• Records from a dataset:
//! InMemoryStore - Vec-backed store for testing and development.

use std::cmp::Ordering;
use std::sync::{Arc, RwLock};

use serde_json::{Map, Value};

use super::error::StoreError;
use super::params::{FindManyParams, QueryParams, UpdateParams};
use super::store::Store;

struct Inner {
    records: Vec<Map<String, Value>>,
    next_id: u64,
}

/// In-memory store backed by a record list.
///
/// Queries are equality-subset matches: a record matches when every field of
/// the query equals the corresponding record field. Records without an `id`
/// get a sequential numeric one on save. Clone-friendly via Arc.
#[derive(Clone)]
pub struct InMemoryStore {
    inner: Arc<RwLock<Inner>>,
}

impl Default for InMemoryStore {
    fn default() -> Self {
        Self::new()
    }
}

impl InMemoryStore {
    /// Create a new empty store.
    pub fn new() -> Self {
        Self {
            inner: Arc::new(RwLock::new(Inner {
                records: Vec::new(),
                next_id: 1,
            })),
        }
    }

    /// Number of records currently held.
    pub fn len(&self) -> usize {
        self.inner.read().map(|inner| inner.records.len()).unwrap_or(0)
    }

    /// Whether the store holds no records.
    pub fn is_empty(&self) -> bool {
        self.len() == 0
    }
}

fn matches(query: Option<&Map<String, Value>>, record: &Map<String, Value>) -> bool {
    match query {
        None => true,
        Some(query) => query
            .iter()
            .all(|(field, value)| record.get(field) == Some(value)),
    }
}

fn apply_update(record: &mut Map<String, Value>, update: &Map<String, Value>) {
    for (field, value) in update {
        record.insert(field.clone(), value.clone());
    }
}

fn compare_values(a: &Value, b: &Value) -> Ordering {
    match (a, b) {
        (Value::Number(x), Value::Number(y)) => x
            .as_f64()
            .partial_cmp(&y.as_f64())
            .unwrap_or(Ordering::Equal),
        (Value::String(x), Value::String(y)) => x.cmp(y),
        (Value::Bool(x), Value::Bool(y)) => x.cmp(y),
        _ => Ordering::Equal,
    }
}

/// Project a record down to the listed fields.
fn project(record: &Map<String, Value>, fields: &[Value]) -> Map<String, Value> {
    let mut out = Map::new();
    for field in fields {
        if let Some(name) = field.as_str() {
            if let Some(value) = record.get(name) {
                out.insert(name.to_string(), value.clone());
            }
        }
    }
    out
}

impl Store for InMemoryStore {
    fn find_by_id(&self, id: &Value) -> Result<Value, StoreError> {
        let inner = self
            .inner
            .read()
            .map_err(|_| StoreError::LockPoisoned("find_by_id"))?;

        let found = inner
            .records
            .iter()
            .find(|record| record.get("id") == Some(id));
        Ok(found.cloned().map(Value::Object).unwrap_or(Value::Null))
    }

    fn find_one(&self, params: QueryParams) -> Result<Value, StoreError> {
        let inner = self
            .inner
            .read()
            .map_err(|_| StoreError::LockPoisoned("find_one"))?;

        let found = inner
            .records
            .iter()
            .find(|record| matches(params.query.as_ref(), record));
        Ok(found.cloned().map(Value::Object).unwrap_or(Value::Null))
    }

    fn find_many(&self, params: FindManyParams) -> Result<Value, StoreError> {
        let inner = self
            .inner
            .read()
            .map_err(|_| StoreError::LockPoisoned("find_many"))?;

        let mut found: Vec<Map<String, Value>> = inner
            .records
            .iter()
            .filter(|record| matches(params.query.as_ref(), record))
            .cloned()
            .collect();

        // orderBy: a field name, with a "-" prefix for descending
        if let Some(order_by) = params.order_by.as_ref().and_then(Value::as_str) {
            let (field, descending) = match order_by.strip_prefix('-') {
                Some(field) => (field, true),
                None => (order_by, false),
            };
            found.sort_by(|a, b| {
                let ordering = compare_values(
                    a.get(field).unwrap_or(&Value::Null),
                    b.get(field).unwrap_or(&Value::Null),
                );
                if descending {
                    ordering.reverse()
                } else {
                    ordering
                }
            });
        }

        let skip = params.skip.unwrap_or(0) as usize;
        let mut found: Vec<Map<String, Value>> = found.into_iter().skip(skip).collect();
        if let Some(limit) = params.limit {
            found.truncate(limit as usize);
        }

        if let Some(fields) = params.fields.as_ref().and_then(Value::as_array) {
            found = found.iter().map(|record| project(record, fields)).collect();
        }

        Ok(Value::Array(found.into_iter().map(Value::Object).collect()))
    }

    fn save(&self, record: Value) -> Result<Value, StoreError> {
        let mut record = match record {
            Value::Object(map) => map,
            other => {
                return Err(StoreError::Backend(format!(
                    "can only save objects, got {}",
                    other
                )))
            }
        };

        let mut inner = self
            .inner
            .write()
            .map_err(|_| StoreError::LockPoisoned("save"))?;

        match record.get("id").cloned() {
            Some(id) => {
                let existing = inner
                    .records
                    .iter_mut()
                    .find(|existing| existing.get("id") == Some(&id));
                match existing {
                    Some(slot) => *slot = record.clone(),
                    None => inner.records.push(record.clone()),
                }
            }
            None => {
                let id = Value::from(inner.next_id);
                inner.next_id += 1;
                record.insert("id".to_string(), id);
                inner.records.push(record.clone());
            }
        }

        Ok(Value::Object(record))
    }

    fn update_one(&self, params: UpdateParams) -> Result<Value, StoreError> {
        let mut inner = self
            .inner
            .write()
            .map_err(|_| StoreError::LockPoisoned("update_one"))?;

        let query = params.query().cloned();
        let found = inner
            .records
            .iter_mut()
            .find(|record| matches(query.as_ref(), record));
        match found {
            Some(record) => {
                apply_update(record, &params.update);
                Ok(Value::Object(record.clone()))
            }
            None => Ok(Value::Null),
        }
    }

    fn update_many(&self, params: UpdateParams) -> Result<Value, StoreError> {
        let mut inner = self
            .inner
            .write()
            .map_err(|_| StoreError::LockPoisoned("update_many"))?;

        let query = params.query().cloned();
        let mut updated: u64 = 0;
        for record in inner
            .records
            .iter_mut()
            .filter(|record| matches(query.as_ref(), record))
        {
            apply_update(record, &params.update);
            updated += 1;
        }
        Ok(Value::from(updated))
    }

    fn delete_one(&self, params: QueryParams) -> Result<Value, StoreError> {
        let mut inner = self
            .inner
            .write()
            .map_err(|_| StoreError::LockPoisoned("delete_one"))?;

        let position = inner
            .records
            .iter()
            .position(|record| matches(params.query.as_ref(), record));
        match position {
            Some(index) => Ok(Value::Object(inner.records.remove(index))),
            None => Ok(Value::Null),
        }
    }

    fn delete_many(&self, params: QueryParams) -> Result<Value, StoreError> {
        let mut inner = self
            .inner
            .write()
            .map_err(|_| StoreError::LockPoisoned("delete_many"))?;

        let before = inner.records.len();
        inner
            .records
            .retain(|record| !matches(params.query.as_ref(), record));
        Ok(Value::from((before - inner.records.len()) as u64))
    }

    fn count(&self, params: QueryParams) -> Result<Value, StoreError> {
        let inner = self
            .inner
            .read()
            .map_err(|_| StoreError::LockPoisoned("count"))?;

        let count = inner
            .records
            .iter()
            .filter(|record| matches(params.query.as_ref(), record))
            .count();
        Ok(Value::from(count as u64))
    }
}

• What the task requires: Each line above that has the word "skip" must be copied.

• Task result:
        let skip = params.skip.unwrap_or(0) as usize;
        let mut found: Vec<Map<String, Value>> = found.into_iter().skip(skip).collect();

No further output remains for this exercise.